(Problem details): Please repeat each of the records that follow, exactly as written.

-- -- --

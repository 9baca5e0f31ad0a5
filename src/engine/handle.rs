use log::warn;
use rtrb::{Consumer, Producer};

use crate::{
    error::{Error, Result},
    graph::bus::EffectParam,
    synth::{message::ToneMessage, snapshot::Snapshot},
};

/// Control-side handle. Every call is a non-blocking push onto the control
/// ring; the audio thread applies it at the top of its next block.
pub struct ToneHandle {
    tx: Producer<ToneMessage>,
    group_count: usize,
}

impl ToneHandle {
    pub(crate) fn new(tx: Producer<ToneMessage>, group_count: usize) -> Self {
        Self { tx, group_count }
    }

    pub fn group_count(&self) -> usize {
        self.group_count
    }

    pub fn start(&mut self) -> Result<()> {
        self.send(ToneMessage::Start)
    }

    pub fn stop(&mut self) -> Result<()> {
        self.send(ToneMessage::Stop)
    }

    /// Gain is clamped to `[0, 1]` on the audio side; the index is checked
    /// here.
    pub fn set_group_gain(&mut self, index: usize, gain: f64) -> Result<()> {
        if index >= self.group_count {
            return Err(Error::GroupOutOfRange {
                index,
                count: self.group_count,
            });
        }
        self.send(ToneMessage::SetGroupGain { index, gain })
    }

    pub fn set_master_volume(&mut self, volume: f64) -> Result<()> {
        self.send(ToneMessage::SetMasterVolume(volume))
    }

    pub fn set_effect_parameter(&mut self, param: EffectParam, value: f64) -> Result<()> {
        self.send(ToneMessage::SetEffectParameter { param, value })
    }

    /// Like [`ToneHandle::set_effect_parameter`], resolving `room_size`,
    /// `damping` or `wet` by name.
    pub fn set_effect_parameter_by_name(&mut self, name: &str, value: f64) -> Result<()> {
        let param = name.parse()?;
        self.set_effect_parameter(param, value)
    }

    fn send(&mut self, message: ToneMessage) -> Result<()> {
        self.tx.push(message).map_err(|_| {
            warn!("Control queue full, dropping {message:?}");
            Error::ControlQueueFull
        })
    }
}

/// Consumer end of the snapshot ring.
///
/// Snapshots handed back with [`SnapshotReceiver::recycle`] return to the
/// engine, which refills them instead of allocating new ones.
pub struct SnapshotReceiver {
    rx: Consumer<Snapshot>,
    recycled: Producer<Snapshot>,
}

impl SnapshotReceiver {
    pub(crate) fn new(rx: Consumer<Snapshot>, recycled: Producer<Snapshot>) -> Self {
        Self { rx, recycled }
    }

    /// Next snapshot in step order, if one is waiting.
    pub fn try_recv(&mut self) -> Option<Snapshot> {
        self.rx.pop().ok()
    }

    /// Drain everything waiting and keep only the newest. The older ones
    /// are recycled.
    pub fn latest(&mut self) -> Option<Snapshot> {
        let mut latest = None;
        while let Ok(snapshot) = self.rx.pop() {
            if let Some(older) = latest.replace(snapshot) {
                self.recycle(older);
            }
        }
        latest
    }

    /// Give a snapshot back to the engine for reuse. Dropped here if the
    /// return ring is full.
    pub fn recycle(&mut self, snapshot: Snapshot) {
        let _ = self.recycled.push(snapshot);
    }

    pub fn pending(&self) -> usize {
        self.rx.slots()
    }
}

-- -- --

(Solution to this task):
repository 9baca5e0f31ad0a5
filename src/engine/handle.rs
use log::warn;
use rtrb::{Consumer, Producer};

use crate::{
    error::{Error, Result},
    graph::bus::EffectParam,
    synth::{message::ToneMessage, snapshot::Snapshot},
};

/// Control-side handle. Every call is a non-blocking push onto the control
/// ring; the audio thread applies it at the top of its next block.
pub struct ToneHandle {
    tx: Producer<ToneMessage>,
    group_count: usize,
}

impl ToneHandle {
    pub(crate) fn new(tx: Producer<ToneMessage>, group_count: usize) -> Self {
        Self { tx, group_count }
    }

    pub fn group_count(&self) -> usize {
        self.group_count
    }

    pub fn start(&mut self) -> Result<()> {
        self.send(ToneMessage::Start)
    }

    pub fn stop(&mut self) -> Result<()> {
        self.send(ToneMessage::Stop)
    }

    /// Gain is clamped to `[0, 1]` on the audio side; the index is checked
    /// here.
    pub fn set_group_gain(&mut self, index: usize, gain: f64) -> Result<()> {
        if index >= self.group_count {
            return Err(Error::GroupOutOfRange {
                index,
                count: self.group_count,
            });
        }
        self.send(ToneMessage::SetGroupGain { index, gain })
    }

    pub fn set_master_volume(&mut self, volume: f64) -> Result<()> {
        self.send(ToneMessage::SetMasterVolume(volume))
    }

    pub fn set_effect_parameter(&mut self, param: EffectParam, value: f64) -> Result<()> {
        self.send(ToneMessage::SetEffectParameter { param, value })
    }

    /// Like [`ToneHandle::set_effect_parameter`], resolving `room_size`,
    /// `damping` or `wet` by name.
    pub fn set_effect_parameter_by_name(&mut self, name: &str, value: f64) -> Result<()> {
        let param = name.parse()?;
        self.set_effect_parameter(param, value)
    }

    fn send(&mut self, message: ToneMessage) -> Result<()> {
        self.tx.push(message).map_err(|_| {
            warn!("Control queue full, dropping {message:?}");
            Error::ControlQueueFull
        })
    }
}

/// Consumer end of the snapshot ring.
///
/// Snapshots handed back with [`SnapshotReceiver::recycle`] return to the
/// engine, which refills them instead of allocating new ones.
pub struct SnapshotReceiver {
    rx: Consumer<Snapshot>,
    recycled: Producer<Snapshot>,
}

impl SnapshotReceiver {
    pub(crate) fn new(rx: Consumer<Snapshot>, recycled: Producer<Snapshot>) -> Self {
        Self { rx, recycled }
    }

    /// Next snapshot in step order, if one is waiting.
    pub fn try_recv(&mut self) -> Option<Snapshot> {
        self.rx.pop().ok()
    }

    /// Drain everything waiting and keep only the newest. The older ones
    /// are recycled.
    pub fn latest(&mut self) -> Option<Snapshot> {
        let mut latest = None;
        while let Ok(snapshot) = self.rx.pop() {
            if let Some(older) = latest.replace(snapshot) {
                self.recycle(older);
            }
        }
        latest
    }

    /// Give a snapshot back to the engine for reuse. Dropped here if the
    /// return ring is full.
    pub fn recycle(&mut self, snapshot: Snapshot) {
        let _ = self.recycled.push(snapshot);
    }

    pub fn pending(&self) -> usize {
        self.rx.slots()
    }
}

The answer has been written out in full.